Laura: I am going to be Laura Bush. Every first lady has been different, and she has used her passion for the benefit of our nation. For example, Lady Bird Johnson made a huge contribution to our country through her love of nature—the Highway Beautification Act was really the start of the environmental movement. That's pretty radical, but at the time, I'm sure people thought, "Oh, she's the first lady who likes flowers."

Oprah: I think I might have been one of those people! You know, times have changed since Jackie Kennedy was sitting in this same room—now anything you do or don't do can be blown out of proportion. Does that affect the way you live?

Laura: Not much. I'd probably be outside more if the scrutiny weren't there. It's hard to even go for a walk. At the Governor's Mansion in Austin, I was able to just walk out the front door and down the block to the river.
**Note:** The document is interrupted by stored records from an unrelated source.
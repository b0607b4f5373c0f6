//! Post reply mutation
//!
//! Adds a post to an existing thread. The thread and its category must be
//! open for non-moderators.

use std::sync::Arc;

use serde::Serialize;
use serde_json::Value;

use crate::core::{PipelineResult, RequestContext};
use crate::entities::{Post, Thread};
use crate::validation::{
    CategoryIsOpenValidator, CleanedData, ErrorsList, InputModel, ThreadCategoryValidator,
    ThreadExistsValidator, ThreadIsOpenValidator, UserIsAuthorizedRootValidator, ValidatorSet,
};

use super::{required, validate_input};

/// Response for the post-reply mutation
#[derive(Debug, Serialize)]
pub struct PostReplyResponse {
    pub errors: Option<ErrorsList>,
    pub thread: Option<Thread>,
    pub post: Option<Post>,
}

/// Resolve a post-reply request
pub async fn post_reply(
    ctx: &Arc<RequestContext>,
    input: &Value,
) -> PipelineResult<PostReplyResponse> {
    let hooks = &ctx.hooks.post_reply;

    let model = hooks.model.call_action(input_model, ctx.clone()).await?;
    let (cleaned, errors) = model.clean(input);
    if !errors.is_empty() {
        return Ok(PostReplyResponse {
            errors: Some(errors),
            thread: None,
            post: None,
        });
    }

    let loaded = match cleaned.int("thread") {
        Some(id) => ctx.store.load_thread(id).await?,
        None => None,
    };

    let mut validators = ValidatorSet::new();
    validators.add_field("thread", ThreadExistsValidator);
    validators.add_field(
        "thread",
        ThreadCategoryValidator::new(CategoryIsOpenValidator),
    );
    validators.add_field("thread", ThreadIsOpenValidator);
    validators.add_root(UserIsAuthorizedRootValidator);

    let (cleaned, errors) = hooks
        .input
        .call_action(validate_input, (ctx.clone(), validators, cleaned, errors))
        .await?;

    if !errors.is_empty() {
        return Ok(PostReplyResponse {
            errors: Some(errors),
            thread: loaded,
            post: None,
        });
    }

    let (thread, post) = hooks
        .action
        .call_action(post_reply_action, (ctx.clone(), cleaned))
        .await?;

    Ok(PostReplyResponse {
        errors: None,
        thread: Some(thread),
        post: Some(post),
    })
}

async fn input_model(ctx: Arc<RequestContext>) -> PipelineResult<InputModel> {
    Ok(InputModel::builder()
        .positive_int("thread")
        .text(
            "body",
            ctx.settings.post_min_length,
            ctx.settings.post_max_length,
        )
        .build())
}

async fn post_reply_action(
    (ctx, cleaned): (Arc<RequestContext>, CleanedData),
) -> PipelineResult<(Thread, Post)> {
    let thread = required(cleaned.entity::<Thread>("thread"), "thread")?;
    let body = required(cleaned.text("body"), "body")?;

    let poster_id = ctx.user.as_ref().map(|u| u.id);
    let post = ctx
        .store
        .store_post(Post::new(0, thread.id, poster_id, body))
        .await?;

    let mut thread = (*thread).clone();
    thread.register_reply(&post);
    let thread = ctx.store.store_thread(thread).await?;

    tracing::info!(
        request = %ctx.request_id,
        thread = thread.id,
        post = post.id,
        "posted reply"
    );
    Ok((thread, post))
}

#[cfg(test)]
mod tests {
    use serde_json::json;

    use super::*;
    use crate::entities::{Category, User};
    use crate::store::{ForumStore, MemoryStore};
    use crate::validation::codes;

    fn seeded_store() -> Arc<MemoryStore> {
        let store = Arc::new(MemoryStore::new());
        store.seed_category(Category::new(5, "General"));
        store.seed_thread(Thread::new(1, 5, "Open thread"));
        store
    }

    #[tokio::test]
    async fn test_posts_reply_and_bumps_thread() {
        let store = seeded_store();
        let ctx = Arc::new(
            RequestContext::new(store.clone())
                .with_user(User::new(42, "Poster", "p@example.com", "hash")),
        );

        let response = post_reply(&ctx, &json!({"thread": 1, "body": "A fine reply"}))
            .await
            .unwrap();

        assert!(response.errors.is_none());
        let thread = response.thread.unwrap();
        let post = response.post.unwrap();
        assert_eq!(thread.replies, 1);
        assert_eq!(post.thread_id, 1);
        assert_eq!(post.poster_id, Some(42));
        assert_eq!(thread.last_posted_at, post.posted_at);

        let stored = store.load_post(post.id).await.unwrap().unwrap();
        assert_eq!(stored.body, "A fine reply");
    }

    #[tokio::test]
    async fn test_closed_thread_rejects_replies() {
        let store = seeded_store();
        let mut closed = Thread::new(2, 5, "Closed thread");
        closed.set_closed(true);
        store.seed_thread(closed);

        let ctx = Arc::new(
            RequestContext::new(store)
                .with_user(User::new(42, "Poster", "p@example.com", "hash")),
        );

        let response = post_reply(&ctx, &json!({"thread": 2, "body": "Too late now"}))
            .await
            .unwrap();

        let errors = response.errors.unwrap();
        assert_eq!(errors.iter().next().unwrap().code, codes::THREAD_CLOSED);
        assert_eq!(response.thread.unwrap().id, 2);
        assert!(response.post.is_none());
    }

    #[tokio::test]
    async fn test_anonymous_caller_is_rejected() {
        let ctx = Arc::new(RequestContext::new(seeded_store()));

        let response = post_reply(&ctx, &json!({"thread": 1, "body": "Hello there"}))
            .await
            .unwrap();

        let errors = response.errors.unwrap();
        assert!(errors.has_root_errors());
        assert!(response.post.is_none());
    }
}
I'll still be able to do that when we go to Camp David or when we're at our ranch.

Oprah: Do you feel a responsibility to bring a certain kind of spirit to your position?
Laura: People expect those who live in the White House to treat it with dignity—and to be dignified themselves. People also think entertaining here should be elegant, so I feel a responsibility for that.

Oprah: I've heard that you never had a black-tie dinner in the Governor's Mansion. Is that true?

Laura: That's true. The president didn't really like to dress in black tie. Because the Governor's Mansion wasn't that big, we were usually under a tent outside, hosting something more along the lines of...okay, I'll admit it: a Texas barbecue!

Oprah: So what's your favorite food?

Laura: Enchiladas.

Oprah: When you first move into the White House, do you wake up and think, "I can order anything to eat—this is all mine"?

Laura: I don't think you ever feel like, "This is all mine". You think, "This is our country's and I'm fortunate to have the chance to live here." It's like a dream.

Oprah: Knowing that your husband's father was a huge political figure, did you ever think you'd end up in the White House?

Laura: No. But when we married in 1977, we didn't know his dad would eventually be the vice president and then the president.